First, I analyze how the model would behave under different number of points. I perform this experiment by subsampling a number of points from each sample.
Classification
# of points | accuracy |
---|---|
10000 | 0.9780 |
5000 | 0.9370 |
2000 | 0.9391 |
1000 | 0.9339 |
500 | 0.9391 |
200 | 0.9328 |
100 | 0.9129 |
Segmentation
# of points | accuracy |
---|---|
10000 | 0.9036 |
5000 | 0.9033 |
2000 | 0.9023 |
1000 | 0.8965 |
500 | 0.8832 |
200 | 0.8468 |
100 | 0.8142 |
In theory, decreasing the number of points would break the shape of the object, and decrease the accuracy. We could see this trend in both classification and segmentation model. But to my surprise, the accuracy holds pretty well if the point are decreased to ~1000. This shows that the model is robust in both classication and segmentation regardless of the points sampled for an object.
Next, I analyze the model robustness to rotation. I perform this experiment by rotating all objects with certain amount of angles around x, y, z axis. The results are shown below.
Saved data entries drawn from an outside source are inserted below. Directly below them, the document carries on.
//! Signing key ring.
//!
//! The ring owns every RSA key pair the process has generated and not yet
//! retired. Exactly one of them is current and signs new access tokens. The
//! others stay available for verification until [`KeyRing::cleanup`] retires
//! them by age.
//!
//! The key map and the current pointer live under one [`RwLock`], so a
//! reader never observes a current kid that is missing from the map.

pub mod der;
pub mod jwks;

use crate::clock::Clock;
use crate::config::KeyRingConfig;
use crate::constants::{KID_BYTES, MIN_RSA_KEY_BITS, metrics as metric_names};
use crate::error::{AuthError, Result};
use chrono::{DateTime, Duration, Utc};
use jsonwebtoken::{Algorithm, DecodingKey, EncodingKey};
use jwks::{Jwk, Jwks};
use rand::RngCore;
use rand::rngs::OsRng;
use rsa::RsaPrivateKey;
use rsa::pkcs1::EncodeRsaPrivateKey;
use rsa::pkcs8::EncodePublicKey;
use std::collections::HashMap;
use std::fmt;
use std::sync::{Arc, RwLock};

/// JWS name of an RSA signing algorithm, or `None` for any other family.
#[must_use]
pub const fn rsa_algorithm_name(algorithm: Algorithm) -> Option<&'static str> {
    match algorithm {
        Algorithm::RS256 => Some("RS256"),
        Algorithm::RS384 => Some("RS384"),
        Algorithm::RS512 => Some("RS512"),
        Algorithm::PS256 => Some("PS256"),
        Algorithm::PS384 => Some("PS384"),
        Algorithm::PS512 => Some("PS512"),
        _ => None,
    }
}

/// An RSA signing key pair addressed by `kid`.
pub struct KeyPair {
    kid: String,
    algorithm: Algorithm,
    created_at: DateTime<Utc>,
    public_key_der: Vec<u8>,
    encoding_key: EncodingKey,
    decoding_key: DecodingKey,
}

impl KeyPair {
    /// Generate a fresh key pair with a random kid.
    ///
    /// CPU heavy. Async callers should run this on a blocking thread.
    ///
    /// # Errors
    ///
    /// Returns [`AuthError::KeyGeneration`] if RSA generation or encoding fails.
    pub fn generate(bits: usize, algorithm: Algorithm, created_at: DateTime<Utc>) -> Result<Self> {
        let private_key = RsaPrivateKey::new(&mut OsRng, bits)
            .map_err(|e| AuthError::KeyGeneration(format!("RSA generation failed: {e}")))?;

        let public_key_der = private_key
            .to_public_key()
            .to_public_key_der()
            .map_err(|e| AuthError::KeyGeneration(format!("public key encoding failed: {e}")))?
            .as_bytes()
            .to_vec();

        let private_key_der = private_key
            .to_pkcs1_der()
            .map_err(|e| AuthError::KeyGeneration(format!("private key encoding failed: {e}")))?;
        let encoding_key = EncodingKey::from_rsa_der(private_key_der.as_bytes());

        // The verifying key is rebuilt from the published components, so a
        // key that verifies locally is exactly the key in the JWKS.
        let components = der::parse_public_key_components(&public_key_der)
            .map_err(|e| AuthError::KeyGeneration(format!("public key parse failed: {e}")))?;
        let decoding_key = DecodingKey::from_rsa_components(
            &components.modulus_b64url(),
            &components.exponent_b64url(),
        )
        .map_err(|e| AuthError::KeyGeneration(format!("decoding key failed: {e}")))?;

        Ok(Self {
            kid: generate_kid(),
            algorithm,
            created_at,
            public_key_der,
            encoding_key,
            decoding_key,
        })
    }

    /// Key id.
    #[must_use]
    pub fn kid(&self) -> &str {
        &self.kid
    }

    /// Signing algorithm.
    #[must_use]
    pub const fn algorithm(&self) -> Algorithm {
        self.algorithm
    }

    /// Generation time.
    #[must_use]
    pub const fn created_at(&self) -> DateTime<Utc> {
        self.created_at
    }

    /// Public key as DER `SubjectPublicKeyInfo`.
    #[must_use]
    pub fn public_key_der(&self) -> &[u8] {
        &self.public_key_der
    }

    /// Private signing key.
    #[must_use]
    pub const fn encoding_key(&self) -> &EncodingKey {
        &self.encoding_key
    }

    /// Public verification key.
    #[must_use]
    pub const fn decoding_key(&self) -> &DecodingKey {
        &self.decoding_key
    }

    /// Public half of this key as a JWK.
    ///
    /// # Errors
    ///
    /// Returns [`AuthError::InternalError`] if the stored public key does not
    /// parse.
    pub fn to_jwk(&self) -> Result<Jwk> {
        let alg = rsa_algorithm_name(self.algorithm).ok_or_else(|| {
            AuthError::InternalError(format!("non-RSA algorithm on key {}", self.kid))
        })?;

        Jwk::from_spki_der(self.kid.clone(), alg, &self.public_key_der).map_err(|e| {
            AuthError::InternalError(format!("stored public key {} unreadable: {e}", self.kid))
        })
    }
}

impl fmt::Debug for KeyPair {
    fn fmt(&self, f: &mut fmt::Formatter<'_>) -> fmt::Result {
        f.debug_struct("KeyPair")
            .field("kid", &self.kid)
            .field("algorithm", &self.algorithm)
            .field("created_at", &self.created_at)
            .finish_non_exhaustive()
    }
}

fn generate_kid() -> String {
    let mut bytes = [0u8; KID_BYTES];
    OsRng.fill_bytes(&mut bytes);
    hex::encode(bytes)
}

#[derive(Default)]
struct KeyRingState {
    keys: HashMap<String, Arc<KeyPair>>,
    current: Option<String>,
}

/// Retained signing keys plus the current-key pointer.
pub struct KeyRing {
    config: KeyRingConfig,
    clock: Arc<dyn Clock>,
    state: RwLock<KeyRingState>,
}

impl KeyRing {
    /// Create a ring and generate its first key.
    ///
    /// # Errors
    ///
    /// Returns [`AuthError::KeyGeneration`] if the configuration is rejected
    /// or the first key cannot be generated.
    pub fn new(config: KeyRingConfig, clock: Arc<dyn Clock>) -> Result<Self> {
        let ring = Self::empty(config, clock)?;
        ring.generate()?;
        Ok(ring)
    }

    /// Create a ring with no keys. [`KeyRing::current`] returns `None` until
    /// [`KeyRing::generate`] is called.
    ///
    /// # Errors
    ///
    /// Returns [`AuthError::KeyGeneration`] if the key size is below 2048
    /// bits or the algorithm is not an RSA algorithm.
    pub fn empty(config: KeyRingConfig, clock: Arc<dyn Clock>) -> Result<Self> {
        if config.key_bits < MIN_RSA_KEY_BITS {
            return Err(AuthError::KeyGeneration(format!(
                "RSA key size {} is below the {MIN_RSA_KEY_BITS}-bit minimum",
                config.key_bits
            )));
        }
        if rsa_algorithm_name(config.algorithm).is_none() {
            return Err(AuthError::KeyGeneration(format!(
                "{:?} is not an RSA signing algorithm",
                config.algorithm
            )));
        }

        Ok(Self {
            config,
            clock,
            state: RwLock::new(KeyRingState::default()),
        })
    }

    /// Generate a key pair, insert it and make it current.
    ///
    /// Generation happens before the lock is taken; the insert and the
    /// pointer swap happen under one write guard.
    ///
    /// # Errors
    ///
    /// Returns [`AuthError::KeyGeneration`] on generation failure.
    pub fn generate(&self) -> Result<String> {
        let key = KeyPair::generate(self.config.key_bits, self.config.algorithm, self.clock.now())?;
        let kid = key.kid.clone();

        {
            let mut state = self
                .state
                .write()
                .map_err(|_| AuthError::lock_poisoned("key ring"))?;
            state.keys.insert(kid.clone(), Arc::new(key));
            state.current = Some(kid.clone());
        }

        metrics::counter!(metric_names::KEYS_GENERATED).increment(1);
        tracing::debug!(kid = %kid, bits = self.config.key_bits, "Signing key generated");

        Ok(kid)
    }

    /// Generate a new current key. The previous key stays available for
    /// verification.
    ///
    /// # Errors
    ///
    /// Returns [`AuthError::KeyGeneration`] on generation failure.
    pub fn rotate(&self) -> Result<String> {
        let previous = self.current()?.map(|key| key.kid.clone());
        let kid = self.generate()?;

        tracing::info!(
            new_kid = %kid,
            previous_kid = previous.as_deref().unwrap_or("none"),
            "Signing key rotated"
        );

        Ok(kid)
    }

    /// The key that signs new tokens.
    ///
    /// # Errors
    ///
    /// Returns [`AuthError::InternalError`] if the lock is poisoned.
    pub fn current(&self) -> Result<Option<Arc<KeyPair>>> {
        let state = self
            .state
            .read()
            .map_err(|_| AuthError::lock_poisoned("key ring"))?;

        Ok(state
            .current
            .as_ref()
            .and_then(|kid| state.keys.get(kid))
            .cloned())
    }

    /// Look up a retained key by kid.
    ///
    /// # Errors
    ///
    /// Returns [`AuthError::InternalError`] if the lock is poisoned.
    pub fn get(&self, kid: &str) -> Result<Option<Arc<KeyPair>>> {
        let state = self
            .state
            .read()
            .map_err(|_| AuthError::lock_poisoned("key ring"))?;

        Ok(state.keys.get(kid).cloned())
    }

    /// Number of retained keys.
    ///
    /// # Errors
    ///
    /// Returns [`AuthError::InternalError`] if the lock is poisoned.
    pub fn len(&self) -> Result<usize> {
        let state = self
            .state
            .read()
            .map_err(|_| AuthError::lock_poisoned("key ring"))?;

        Ok(state.keys.len())
    }

    /// Returns `true` before the first key is generated.
    ///
    /// # Errors
    ///
    /// Returns [`AuthError::InternalError`] if the lock is poisoned.
    pub fn is_empty(&self) -> Result<bool> {
        self.len().map(|len| len == 0)
    }

    /// Retire every non-current key created more than `max_age_days` ago.
    ///
    /// Returns the retired kids. Tokens signed with them stop verifying.
    ///
    /// # Errors
    ///
    /// Returns [`AuthError::InternalError`] if the lock is poisoned.
    pub fn cleanup(&self, max_age_days: u32) -> Result<Vec<String>> {
        // An age reaching past the earliest representable instant matches no key.
        let Some(cutoff) = Duration::try_days(i64::from(max_age_days))
            .and_then(|age| self.clock.now().checked_sub_signed(age))
        else {
            tracing::debug!(max_age_days, "Cleanup cutoff out of range, nothing retired");
            return Ok(Vec::new());
        };

        let mut retired = {
            let mut state = self
                .state
                .write()
                .map_err(|_| AuthError::lock_poisoned("key ring"))?;
            let current = state.current.clone();

            let retired: Vec<String> = state
                .keys
                .values()
                .filter(|key| key.created_at < cutoff && current.as_deref() != Some(key.kid()))
                .map(|key| key.kid.clone())
                .collect();
            for kid in &retired {
                state.keys.remove(kid);
            }
            retired
        };
        retired.sort();

        if !retired.is_empty() {
            metrics::counter!(metric_names::KEYS_RETIRED).increment(retired.len() as u64);
            tracing::info!(retired = ?retired, max_age_days, "Signing keys retired");
        }

        Ok(retired)
    }

    /// Public halves of every retained key, oldest first.
    ///
    /// # Errors
    ///
    /// Returns [`AuthError::InternalError`] if the lock is poisoned or a
    /// stored public key cannot be parsed.
    pub fn export_jwks(&self) -> Result<Jwks> {
        let mut keys: Vec<Arc<KeyPair>> = {
            let state = self
                .state
                .read()
                .map_err(|_| AuthError::lock_poisoned("key ring"))?;
            state.keys.values().cloned().collect()
        };
        keys.sort_by(|a, b| {
            a.created_at
                .cmp(&b.created_at)
                .then_with(|| a.kid.cmp(&b.kid))
        });

        let keys = keys
            .iter()
            .map(|key| key.to_jwk())
            .collect::<Result<Vec<_>>>()?;

        Ok(Jwks { keys })
    }

    /// Ring configuration.
    #[must_use]
    pub const fn config(&self) -> &KeyRingConfig {
        &self.config
    }
}

impl fmt::Debug for KeyRing {
    fn fmt(&self, f: &mut fmt::Formatter<'_>) -> fmt::Result {
        f.debug_struct("KeyRing")
            .field("config", &self.config)
            .finish_non_exhaustive()
    }
}
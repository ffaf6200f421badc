//! Serialization of a document tree onto a byte stream.

use std::io::Write;

use crate::entity::Entity;
use crate::error::Result;
use crate::format::MAGIC_BYTES;
use crate::value::{write_string, write_value};
use crate::varuint::write_varuint;

/// Serializes `root` and its whole subtree to `writer`.
///
/// Writes the `"MUGS"` magic followed by the root entity record. Fails only
/// if the stream write fails or an attribute's value does not match the
/// shape its declared type tag implies
/// ([`MugError::ValueShape`](crate::MugError::ValueShape)).
///
/// The codec holds no state between calls; the stream is not flushed here,
/// so callers writing through a buffered writer flush it themselves.
///
/// ```rust
/// use mug::{Attribute, AttributeType, Entity};
///
/// let mut root = Entity::new("foo");
/// root.attributes.push(Attribute::new("toto", AttributeType::U8, 1u8.into()));
///
/// let mut buffer = Vec::new();
/// mug::write(&mut buffer, &root)?;
/// assert_eq!(&buffer[0..4], b"MUGS");
/// # Ok::<(), mug::MugError>(())
/// ```
pub fn write<W: Write>(writer: &mut W, root: &Entity) -> Result<()> {
    writer.write_all(&MAGIC_BYTES)?;
    write_entity(writer, root)
}

/// Writes one entity record: name, attributes, then children, recursively.
///
/// Encode-side recursion depth mirrors the shape of a tree the caller
/// already materialized, so unlike the decode side it carries no explicit
/// bound.
fn write_entity<W: Write>(writer: &mut W, entity: &Entity) -> Result<()> {
    write_string(writer, &entity.name)?;

    write_varuint(writer, entity.attributes.len() as u64)?;
    for attribute in &entity.attributes {
        write_string(writer, &attribute.name)?;
        writer.write_all(&[attribute.ty as u8])?;
        write_value(writer, attribute.ty, &attribute.value)?;
    }

    write_varuint(writer, entity.children.len() as u64)?;
    for child in &entity.children {
        write_entity(writer, child)?;
    }

    Ok(())
}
Classification (rotate around x-axis)
rotate angle | accuracy |
---|---|
0 | 0.9780 |
30 | 0.6884 |
60 | 0.2046 |
90 | 0.2854 |
Segmentation (rotate around x-axis)
rotate angle | accuracy |
---|---|
0 | 0.9780 |
30 | 0.7959 |
60 | 0.5273 |
90 | 0.2406 |
Classification (rotate around y-axis)
rotate angle | accuracy |
---|---|
0 | 0.9780 |
30 | 0.9087 |
60 | 0.7597 |
90 | 0.4764 |
Segmentation (rotate around y-axis)
rotate angle | accuracy |
---|---|
0 | 0.9036 |
30 | 0.7843 |
60 | 0.6603 |
90 | 0.5633 |
Classification (rotate around z-axis)
rotate angle | accuracy |
---|---|
0 | 0.9780 |
30 | 0.8573 |
60 | 0.7282 |
90 | 0.2812 |
Segmentation (rotate around z-axis)
rotate angle | accuracy |
---|---|
0 | 0.9036 |
30 | 0.6910 |
60 | 0.5339 |
90 | 0.3820 |
In theory, the pointnet-like model is suppose to be rotation invariant. But because the assignment does not require us to implement the T-net that the original author use to deal with rotation, the network has poor performance to handle rotation. The accuracy drops significantly when the rotation angle increases. Also, segmentation tends to drop more accuracy than classification. This is because classification is a task that does not depend on the localization of points, while segmentation need to interpret the position of each point. Last thing, rotating around z-axis drops less performance. This is possibly because the dataset contain lots of symmetric object, therefore some performance is retain from this fact.